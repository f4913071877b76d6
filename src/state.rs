//! The single owned client state and its read selectors.
//!
//! `ClinicState` groups every cache. It is built explicitly and handed to the
//! coordinator, so tests get a fresh instance instead of resetting a shared one.

use crate::config::SyncConfig;
use crate::core::appointments::AppointmentStore;
use crate::core::dashboard::{self, DashboardCache};
use crate::core::earnings::{self, EarningsCache, EarningsSummary};
use crate::core::resource::{LoadState, LoadTracker, Resource};
use crate::core::reviews::{RatingDistribution, ReviewsCache};
use crate::models::{
    Appointment, DashboardStats, Doctor, EarningsBucket, Pagination, Profile, Review,
};
use std::fmt;

/// Identifies one cache for loading/error selectors.
#[derive(Debug, Clone, Copy, PartialEq, Eq, Hash)]
pub enum CacheKind {
    /// Appointment list, selected appointment and status updates
    Appointments,
    /// Dashboard counters
    Dashboard,
    /// Earnings buckets
    Earnings,
    /// Reviews
    Reviews,
    /// Doctor profile
    Profile,
    /// Public doctor directory
    Doctors,
}

impl CacheKind {
    /// Every cache.
    pub const ALL: [Self; 6] = [
        Self::Appointments,
        Self::Dashboard,
        Self::Earnings,
        Self::Reviews,
        Self::Profile,
        Self::Doctors,
    ];
}

impl fmt::Display for CacheKind {
    fn fmt(&self, f: &mut fmt::Formatter<'_>) -> fmt::Result {
        let name = match self {
            Self::Appointments => "appointments",
            Self::Dashboard => "dashboard",
            Self::Earnings => "earnings",
            Self::Reviews => "reviews",
            Self::Profile => "profile",
            Self::Doctors => "doctors",
        };
        f.write_str(name)
    }
}

/// All client-side caches.
#[derive(Debug, Clone)]
pub struct ClinicState {
    config: SyncConfig,
    pub(crate) appointments: AppointmentStore,
    pub(crate) dashboard: DashboardCache,
    pub(crate) earnings: EarningsCache,
    pub(crate) reviews: ReviewsCache,
    pub(crate) profile: Resource<Profile>,
    pub(crate) doctors: Resource<Vec<Doctor>>,
}

impl ClinicState {
    /// Empty state using the given policies.
    #[must_use]
    pub fn new(config: SyncConfig) -> Self {
        let ordering = config.fetch_ordering;
        Self {
            config,
            appointments: AppointmentStore::new(&config),
            dashboard: DashboardCache::new(ordering),
            earnings: EarningsCache::new(ordering),
            reviews: ReviewsCache::new(ordering),
            profile: Resource::new(ordering),
            doctors: Resource::new(ordering),
        }
    }

    /// Drops every cached value, as on logout.
    ///
    /// Caches are cleared in place so that responses to requests issued before the
    /// reset are recognised and dropped when they resolve.
    pub fn reset(&mut self) {
        self.appointments.clear();
        self.dashboard.clear();
        self.earnings.clear();
        self.reviews.clear();
        self.profile.clear();
        self.doctors.clear();
    }

    /// Policies this state was built with.
    #[must_use]
    pub const fn config(&self) -> &SyncConfig {
        &self.config
    }

    /// The appointment store, for callers that need more than the selectors below.
    #[must_use]
    pub const fn appointments(&self) -> &AppointmentStore {
        &self.appointments
    }

    // --- appointment selectors ---

    /// Appointments on the current list page.
    #[must_use]
    pub fn list(&self) -> Vec<&Appointment> {
        self.appointments.list()
    }

    /// The selected appointment.
    #[must_use]
    pub fn selected(&self) -> Option<&Appointment> {
        self.appointments.selected()
    }

    /// Pagination of the current list page.
    #[must_use]
    pub const fn pagination(&self) -> Pagination {
        self.appointments.pagination()
    }

    /// The dashboard's recent appointments.
    #[must_use]
    pub fn recent(&self) -> Vec<&Appointment> {
        self.appointments.recent()
    }

    // --- aggregate selectors ---

    /// Dashboard counters; all zero before the first load.
    #[must_use]
    pub fn stats(&self) -> DashboardStats {
        self.dashboard.stats()
    }

    /// Average rating formatted for display, never NaN.
    #[must_use]
    pub fn average_rating_display(&self) -> String {
        dashboard::average_rating_display(&self.dashboard.stats())
    }

    /// Raw earnings buckets as served.
    #[must_use]
    pub fn earnings(&self) -> &[EarningsBucket] {
        self.earnings.data().map(Vec::as_slice).unwrap_or_default()
    }

    /// Derived earnings view, recomputed on every call.
    #[must_use]
    pub fn earnings_summary(&self) -> EarningsSummary {
        earnings::summarize(self.earnings())
    }

    /// Reviews as served.
    #[must_use]
    pub fn reviews(&self) -> &[Review] {
        self.reviews.data().map(Vec::as_slice).unwrap_or_default()
    }

    /// Rating distribution, recomputed on every call.
    #[must_use]
    pub fn rating_distribution(&self) -> RatingDistribution {
        RatingDistribution::from_reviews(self.reviews())
    }

    /// Last profile returned by an update.
    #[must_use]
    pub const fn profile(&self) -> Option<&Profile> {
        self.profile.data()
    }

    /// Last doctor search results.
    #[must_use]
    pub fn doctors(&self) -> &[Doctor] {
        self.doctors.data().map(Vec::as_slice).unwrap_or_default()
    }

    // --- loading / error selectors ---

    fn tracker(&self, kind: CacheKind) -> &LoadTracker {
        match kind {
            CacheKind::Appointments => self.appointments.tracker(),
            CacheKind::Dashboard => self.dashboard.tracker(),
            CacheKind::Earnings => self.earnings.tracker(),
            CacheKind::Reviews => self.reviews.tracker(),
            CacheKind::Profile => self.profile.tracker(),
            CacheKind::Doctors => self.doctors.tracker(),
        }
    }

    /// Lifecycle state of one cache.
    #[must_use]
    pub fn load_state(&self, kind: CacheKind) -> LoadState {
        self.tracker(kind).state()
    }

    /// Whether one cache has a request outstanding.
    #[must_use]
    pub fn loading(&self, kind: CacheKind) -> bool {
        self.tracker(kind).is_loading()
    }

    /// Error message of one cache.
    #[must_use]
    pub fn error(&self, kind: CacheKind) -> Option<&str> {
        self.tracker(kind).error()
    }

    /// Whether any cache has a request outstanding.
    #[must_use]
    pub fn is_loading(&self) -> bool {
        CacheKind::ALL.iter().any(|kind| self.loading(*kind))
    }

    /// Every cache currently holding an error.
    #[must_use]
    pub fn errors(&self) -> Vec<(CacheKind, &str)> {
        CacheKind::ALL
            .iter()
            .filter_map(|kind| self.error(*kind).map(|message| (*kind, message)))
            .collect()
    }
}

impl Default for ClinicState {
    fn default() -> Self {
        Self::new(SyncConfig::default())
    }
}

···

→ **The task**
Would you print exactly and only the lines of the material above that run from the line with "was built with." through the line with "pub fn earnings(&self)", both included?

→ **Finished exercise**
    /// Policies this state was built with.
    #[must_use]
    pub const fn config(&self) -> &SyncConfig {
        &self.config
    }

    /// The appointment store, for callers that need more than the selectors below.
    #[must_use]
    pub const fn appointments(&self) -> &AppointmentStore {
        &self.appointments
    }

    // --- appointment selectors ---

    /// Appointments on the current list page.
    #[must_use]
    pub fn list(&self) -> Vec<&Appointment> {
        self.appointments.list()
    }

    /// The selected appointment.
    #[must_use]
    pub fn selected(&self) -> Option<&Appointment> {
        self.appointments.selected()
    }

    /// Pagination of the current list page.
    #[must_use]
    pub const fn pagination(&self) -> Pagination {
        self.appointments.pagination()
    }

    /// The dashboard's recent appointments.
    #[must_use]
    pub fn recent(&self) -> Vec<&Appointment> {
        self.appointments.recent()
    }

    // --- aggregate selectors ---

    /// Dashboard counters; all zero before the first load.
    #[must_use]
    pub fn stats(&self) -> DashboardStats {
        self.dashboard.stats()
    }

    /// Average rating formatted for display, never NaN.
    #[must_use]
    pub fn average_rating_display(&self) -> String {
        dashboard::average_rating_display(&self.dashboard.stats())
    }

    /// Raw earnings buckets as served.
    #[must_use]
    pub fn earnings(&self) -> &[EarningsBucket] {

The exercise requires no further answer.